EXTRACTED DATA:
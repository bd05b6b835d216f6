//! Identity-string detectors: substring/pattern checks over version and
//! agent-identifying text.

use botvet_core::signal::names;
use botvet_core::BotKind;

use super::probes::{Predicate, Probe};
use super::Detector;

const APP_VERSION_PROBES: &[Probe] = &[
    Probe {
        signal: names::APP_VERSION,
        predicate: Predicate::Matches("headless"),
        verdict: BotKind::HeadlessBrowser,
    },
    Probe {
        signal: names::APP_VERSION,
        predicate: Predicate::Matches("electron"),
        verdict: BotKind::EmbeddedRuntime,
    },
    Probe {
        signal: names::APP_VERSION,
        predicate: Predicate::Matches("slimerjs"),
        verdict: BotKind::Phantom,
    },
];

pub(super) fn app_version() -> Detector {
    Detector::new("app_version", &[names::APP_VERSION], |snapshot| {
        super::probes::run_probes(snapshot, APP_VERSION_PROBES)
    })
}

const USER_AGENT_PROBES: &[Probe] = &[
    Probe {
        signal: names::USER_AGENT,
        predicate: Predicate::Matches("phantomjs"),
        verdict: BotKind::Phantom,
    },
    Probe {
        signal: names::USER_AGENT,
        predicate: Predicate::Matches("headless"),
        verdict: BotKind::HeadlessBrowser,
    },
    Probe {
        signal: names::USER_AGENT,
        predicate: Predicate::Matches("electron"),
        verdict: BotKind::EmbeddedRuntime,
    },
    Probe {
        signal: names::USER_AGENT,
        predicate: Predicate::Matches("slimerjs"),
        verdict: BotKind::Phantom,
    },
];

pub(super) fn user_agent() -> Detector {
    Detector::new("user_agent", &[names::USER_AGENT], |snapshot| {
        super::probes::run_probes(snapshot, USER_AGENT_PROBES)
    })
}

/// PhantomJS leaks its name into synthetic error stack traces.
pub(super) fn error_trace() -> Detector {
    const PROBES: &[Probe] = &[Probe {
        signal: names::ERROR_TRACE,
        predicate: Predicate::Matches("phantomjs"),
        verdict: BotKind::Phantom,
    }];
    Detector::new("error_trace", &[names::ERROR_TRACE], |snapshot| {
        super::probes::run_probes(snapshot, PROBES)
    })
}

/// A genuine `Function.prototype.bind` stringifies to native code; legacy
/// Phantom builds ship a polyfilled source body instead.
pub(super) fn function_bind() -> Detector {
    const PROBES: &[Probe] = &[Probe {
        signal: names::FUNCTION_BIND,
        predicate: Predicate::LacksMatch("native code"),
        verdict: BotKind::Phantom,
    }];
    Detector::new("function_bind", &[names::FUNCTION_BIND], |snapshot| {
        super::probes::run_probes(snapshot, PROBES)
    })
}

/// Sequentum exposes itself on the `window.external` stringification.
pub(super) fn window_external() -> Detector {
    const PROBES: &[Probe] = &[Probe {
        signal: names::WINDOW_EXTERNAL,
        predicate: Predicate::Matches("sequentum"),
        verdict: BotKind::Sequentum,
    }];
    Detector::new("window_external", &[names::WINDOW_EXTERNAL], |snapshot| {
        super::probes::run_probes(snapshot, PROBES)
    })
}
//! Rule engine: externally supplied declarative rules over the snapshot.
//!
//! Provider records are normalized once into a [`RuleSet`] and published
//! through a [`RuleSetHandle`]. Refresh is an atomic full replace: a session
//! pins one `Arc<RuleSet>` for its whole evaluation and can never observe a
//! mix of old and new rules. The rule set outlives sessions; the engine
//! works identically with an empty or never-published set.

pub mod expr;
pub mod schema;

pub(crate) mod eval;

use std::sync::{Arc, RwLock};

use serde_json::Value;
use tracing::info;

pub use schema::{NormalizeReport, RecordResult, RecordStatus};

use schema::Rule;

/// An immutable, versioned collection of normalized rules.
#[derive(Debug, Default)]
pub struct RuleSet {
    version: u64,
    rules: Vec<Rule>,
}

impl RuleSet {
    pub fn version(&self) -> u64 {
        self.version
    }

    pub fn rules(&self) -> &[Rule] {
        &self.rules
    }

    pub fn len(&self) -> usize {
        self.rules.len()
    }

    pub fn is_empty(&self) -> bool {
        self.rules.is_empty()
    }
}

/// Shared handle to the current rule set.
///
/// `current()` hands out the published `Arc`; `publish` swaps the whole set
/// under a short write lock and bumps the version. There is no partial
/// mutation path.
#[derive(Debug)]
pub struct RuleSetHandle {
    current: RwLock<Arc<RuleSet>>,
}

impl RuleSetHandle {
    /// A handle holding an empty version-0 rule set.
    pub fn new() -> Self {
        Self {
            current: RwLock::new(Arc::new(RuleSet::default())),
        }
    }

    pub fn current(&self) -> Arc<RuleSet> {
        Arc::clone(&self.current.read().expect("rule set lock poisoned"))
    }

    /// Atomically replace the active rules. Returns the new version.
    pub fn publish(&self, rules: Vec<Rule>) -> u64 {
        let mut guard = self.current.write().expect("rule set lock poisoned");
        let version = guard.version() + 1;
        info!(version, rules = rules.len(), "publishing rule set");
        *guard = Arc::new(RuleSet { version, rules });
        version
    }

    /// Normalize a raw provider payload and publish the result, returning
    /// the per-record ingestion statuses.
    pub fn publish_payload(&self, payload: &Value) -> Vec<RecordResult> {
        let report = schema::normalize_records(payload);
        self.publish(report.rules);
        report.records
    }
}

impl Default for RuleSetHandle {
    fn default() -> Self {
        Self::new()
    }
}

PROBLEM TO SOLVE:
Where in the records does the word "impl" appear? Copy each line that holds it.

SOLVED PROBLEM:
impl RuleSet {
impl RuleSetHandle {
impl Default for RuleSetHandle {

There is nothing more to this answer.